Material for this task:

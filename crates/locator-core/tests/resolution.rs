//! End-to-end behaviour of the resolution layer against the in-memory page.

use std::sync::Arc;

use locator_core::{
    union_query, ColumnPolicy, ExpressionList, LocatorError, ResolveOptions, Resolver, Scope,
    StaticElement, StaticPage,
};

fn list(items: &[&str]) -> ExpressionList {
    ExpressionList::new(items.iter().copied()).expect("non-empty list")
}

fn login_button() -> ExpressionList {
    list(&[
        r#"[data-test="login-button"]"#,
        "#login-button",
        r#"[type="submit"]"#,
    ])
}

#[tokio::test]
async fn login_button_resolves_without_touching_later_fallbacks() {
    let page = Arc::new(StaticPage::new(vec![
        StaticElement::new("#user-name"),
        StaticElement::new("#login-button").matching(r#"[type="submit"]"#),
    ]));
    let resolver = Resolver::new(page.clone());

    let handle = resolver
        .resolve_required(&Scope::Document, &login_button(), ResolveOptions::interactive())
        .await
        .expect("login button resolves");

    assert_eq!(handle.element, StaticPage::element_ref(1));
    assert_eq!(handle.expression, "#login-button");
    assert_eq!(handle.expression_index, 1);
    assert_eq!(page.query_count(r#"[data-test="login-button"]"#), 1);
    assert_eq!(page.query_count("#login-button"), 1);
    assert_eq!(page.query_count(r#"[type="submit"]"#), 0);
}

#[tokio::test]
async fn first_expression_that_passes_wins_over_document_order() {
    // The later expression matches an earlier DOM node; list order still wins.
    let page = Arc::new(StaticPage::new(vec![
        StaticElement::new(".legacy"),
        StaticElement::new("[data-test=\"title\"]"),
    ]));
    let resolver = Resolver::new(page.clone());

    let handle = resolver
        .resolve_required(
            &Scope::Document,
            &list(&["[data-test=\"title\"]", ".legacy"]),
            ResolveOptions::default(),
        )
        .await
        .unwrap();
    assert_eq!(handle.element, StaticPage::element_ref(1));
    assert_eq!(page.query_count(".legacy"), 0);
}

#[tokio::test]
async fn missing_element_is_absent_or_not_found() {
    let page = Arc::new(StaticPage::new(vec![StaticElement::new(".title").hidden()]));
    let resolver = Resolver::new(page);
    let expressions = list(&[".shopping_cart_badge", ".title"]);

    let optional = resolver
        .resolve_optional(&Scope::Document, &expressions)
        .await
        .unwrap();
    assert!(optional.is_none());

    let err = resolver
        .resolve_required(&Scope::Document, &expressions, ResolveOptions::default())
        .await
        .unwrap_err();
    assert_eq!(
        err,
        LocatorError::LocatorNotFound {
            expressions: vec![".shopping_cart_badge".to_string(), ".title".to_string()],
        }
    );
    assert!(err.to_string().contains(".shopping_cart_badge, .title"));
}

#[tokio::test]
async fn optional_resolution_is_idempotent() {
    let page = Arc::new(StaticPage::new(vec![
        StaticElement::new(".b").hidden(),
        StaticElement::new(".a"),
        StaticElement::new(".b"),
    ]));
    let resolver = Resolver::new(page);
    let expressions = list(&[".b", ".a"]);

    let first = resolver
        .resolve_optional(&Scope::Document, &expressions)
        .await
        .unwrap();
    let second = resolver
        .resolve_optional(&Scope::Document, &expressions)
        .await
        .unwrap();
    assert!(first.is_some());
    assert_eq!(first, second);
}

#[test]
fn union_of_repeated_expressions() {
    let combined = union_query(["a", "b", "a"]);
    assert_eq!(combined.members(), ["a", "b"]);
    assert_eq!(combined.as_str(), "a,b");
}

#[tokio::test]
async fn collection_reads_follow_document_order() {
    let page = Arc::new(StaticPage::new(vec![
        StaticElement::new(".inventory_item_name").text(" Sauce Labs Backpack "),
        StaticElement::new("[data-test=\"inventory-item-name\"]").text("Sauce Labs Bike Light\n"),
        StaticElement::new(".inventory_item_name").text("\tSauce Labs Onesie"),
    ]));
    let resolver = Resolver::new(page.clone());
    let names = list(&["[data-test=\"inventory-item-name\"]", ".inventory_item_name"]);

    let collection = resolver.resolve_collection(&Scope::Document, &names);
    assert_eq!(page.total_queries(), 0, "collections are lazy");
    assert_eq!(collection.count().await.unwrap(), 3);

    let trimmed = resolver
        .read_texts(&Scope::Document, &names, true)
        .await
        .unwrap();
    assert_eq!(
        trimmed,
        ["Sauce Labs Backpack", "Sauce Labs Bike Light", "Sauce Labs Onesie"]
    );

    let raw = resolver
        .read_texts(&Scope::Document, &names, false)
        .await
        .unwrap();
    assert_eq!(raw.len(), 3);
    assert_eq!(raw[0], " Sauce Labs Backpack ");
    assert_eq!(raw[1], "Sauce Labs Bike Light\n");
}

#[tokio::test]
async fn batch_read_propagates_stale_rows() {
    let page = Arc::new(StaticPage::new(vec![
        StaticElement::new(".price").text("$1"),
        StaticElement::new(".price").text("$2").failing_text_reads(1),
    ]));
    let resolver = Resolver::new(page);

    let err = resolver
        .read_texts(&Scope::Document, &list(&[".price"]), true)
        .await
        .unwrap_err();
    assert!(err.is_retryable());
}

#[tokio::test]
async fn text_filter_picks_matching_row() {
    let page = Arc::new(StaticPage::new(vec![
        StaticElement::new(".inventory_item_name").text("Sauce Labs Backpack"),
        StaticElement::new(".inventory_item_name").text("Sauce Labs Bolt T-Shirt"),
    ]));
    let resolver = Resolver::new(page);

    let first = resolver
        .resolve_collection(&Scope::Document, &list(&[".inventory_item_name"]))
        .filter_has_text("Bolt")
        .first()
        .await
        .unwrap();
    assert_eq!(first, Some(StaticPage::element_ref(1)));
}

fn cart_page(price_rows: usize) -> StaticPage {
    let mut elements = Vec::new();
    let rows = [("Sauce Labs Backpack", "$29.99"), ("Sauce Labs Bike Light", "$9.99"), ("Sauce Labs Onesie", "$7.99")];
    for (row, (name, price)) in rows.iter().enumerate() {
        let row_idx = elements.len();
        elements.push(StaticElement::new(".cart_item"));
        elements.push(StaticElement::new(".inventory_item_name").child_of(row_idx).text(*name));
        if row < price_rows {
            elements.push(StaticElement::new(".inventory_item_price").child_of(row_idx).text(*price));
        }
    }
    // Same classes outside the cart rows must not leak into the columns.
    elements.push(StaticElement::new(".inventory_item_name").text("Recommended"));
    StaticPage::new(elements)
}

#[tokio::test]
async fn paired_columns_zip_within_row_scope() {
    let resolver = Resolver::new(Arc::new(cart_page(3)));
    let rows = resolver.resolve_collection(&Scope::Document, &list(&[".cart_item", "[data-test=\"inventory-item\"]"]));

    let paired = resolver
        .read_columns(
            "cart items",
            &rows.as_scope(),
            &list(&[".inventory_item_name"]),
            &list(&[".inventory_item_price"]),
            ColumnPolicy::Strict,
        )
        .await
        .unwrap();
    assert!(paired.mismatch.is_none());
    assert_eq!(paired.rows.len(), 3);
    assert_eq!(paired.rows[2], ("Sauce Labs Onesie".to_string(), "$7.99".to_string()));
}

#[tokio::test]
async fn mismatched_columns_truncate_or_fail() {
    let resolver = Resolver::new(Arc::new(cart_page(2)));
    let scope = resolver
        .resolve_collection(&Scope::Document, &list(&[".cart_item"]))
        .as_scope();
    let names = list(&[".inventory_item_name"]);
    let prices = list(&[".inventory_item_price"]);

    let lenient = resolver
        .read_columns("cart items", &scope, &names, &prices, ColumnPolicy::Lenient)
        .await
        .unwrap();
    assert_eq!(lenient.rows.len(), 2);
    assert_eq!(lenient.mismatch.map(|m| (m.left, m.right)), Some((3, 2)));

    let strict = resolver
        .read_columns("cart items", &scope, &names, &prices, ColumnPolicy::Strict)
        .await;
    assert!(matches!(
        strict,
        Err(LocatorError::CollectionMismatch { left: 3, right: 2, .. })
    ));
}

#[tokio::test]
async fn read_text_retries_once_after_detach() {
    let page = Arc::new(StaticPage::new(vec![
        StaticElement::new(".title").text("  Products  ").failing_text_reads(1),
    ]));
    let resolver = Resolver::new(page.clone());

    let text = resolver
        .read_text(&Scope::Document, &list(&[".title"]), true)
        .await
        .unwrap();
    assert_eq!(text.as_deref(), Some("Products"));
    assert_eq!(page.text_read_count(0), 2);
    assert_eq!(page.query_count(".title"), 2);
}

#[tokio::test]
async fn read_text_gives_up_after_second_stale_read() {
    let page = Arc::new(StaticPage::new(vec![
        StaticElement::new(".title").text("Products").failing_text_reads(2),
    ]));
    let resolver = Resolver::new(page.clone());

    let text = resolver
        .read_text(&Scope::Document, &list(&[".title"]), true)
        .await
        .unwrap();
    assert!(text.is_none());
    assert_eq!(page.text_read_count(0), 2);
}

#[tokio::test]
async fn read_text_respects_trim_flag() {
    let page = Arc::new(StaticPage::new(vec![StaticElement::new("#total").text(" Total: $32.39 ")]));
    let resolver = Resolver::new(page);
    let total = list(&["#total"]);

    let raw = resolver.read_text(&Scope::Document, &total, false).await.unwrap();
    assert_eq!(raw.as_deref(), Some(" Total: $32.39 "));
    let trimmed = resolver.read_text(&Scope::Document, &total, true).await.unwrap();
    assert_eq!(trimmed.as_deref(), Some("Total: $32.39"));
}

#[test]
fn absent_badge_counts_as_zero() {
    let page = Arc::new(StaticPage::new(vec![StaticElement::new(".title").text("Your Cart")]));
    let resolver = Resolver::new(page);
    let badge = list(&[".shopping_cart_badge"]);

    let count = tokio_test::block_on(resolver.read_count(&Scope::Document, &badge)).unwrap();
    assert_eq!(count, 0);
}

#[tokio::test]
async fn badge_count_is_parsed() {
    let page = Arc::new(StaticPage::new(vec![StaticElement::new(".shopping_cart_badge").text("2")]));
    let resolver = Resolver::new(page);

    let count = resolver
        .read_count(&Scope::Document, &list(&[".shopping_cart_badge"]))
        .await
        .unwrap();
    assert_eq!(count, 2);
}

#[tokio::test]
async fn torn_down_scope_counts_as_no_match() {
    let page = Arc::new(StaticPage::new(vec![
        StaticElement::new(".cart_item"),
        StaticElement::new(".remove").child_of(0),
        StaticElement::new(".inventory_item_price").child_of(0).text("$29.99"),
    ]));
    let resolver = Resolver::new(page.clone());

    let row = resolver
        .resolve_required(&Scope::Document, &list(&[".cart_item"]), ResolveOptions::default())
        .await
        .unwrap();
    page.detach(0);

    let err = resolver
        .resolve_required(&row.scope(), &list(&[".remove"]), ResolveOptions::interactive())
        .await
        .unwrap_err();
    assert_eq!(
        err,
        LocatorError::LocatorNotFound {
            expressions: vec![".remove".to_string()],
        }
    );

    let price = list(&[".inventory_item_price"]);
    let optional = resolver.resolve_optional(&row.scope(), &price).await.unwrap();
    assert!(optional.is_none());
    let text = resolver.read_text(&row.scope(), &price, true).await.unwrap();
    assert!(text.is_none());
}
use anyhow::Result;

#[tokio::main]
async fn main() -> Result<()> {
    storefront_probe::cli::app::run().await
}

What to do:
In the listing above, find the line with "for (row, (name, price))" and the line with "let paired = resolver", then reproduce both and every line between them exactly.

Written answer:
    for (row, (name, price)) in rows.iter().enumerate() {
        let row_idx = elements.len();
        elements.push(StaticElement::new(".cart_item"));
        elements.push(StaticElement::new(".inventory_item_name").child_of(row_idx).text(*name));
        if row < price_rows {
            elements.push(StaticElement::new(".inventory_item_price").child_of(row_idx).text(*price));
        }
    }
    // Same classes outside the cart rows must not leak into the columns.
    elements.push(StaticElement::new(".inventory_item_name").text("Recommended"));
    StaticPage::new(elements)
}

#[tokio::test]
async fn paired_columns_zip_within_row_scope() {
    let resolver = Resolver::new(Arc::new(cart_page(3)));
    let rows = resolver.resolve_collection(&Scope::Document, &list(&[".cart_item", "[data-test=\"inventory-item\"]"]));

    let paired = resolver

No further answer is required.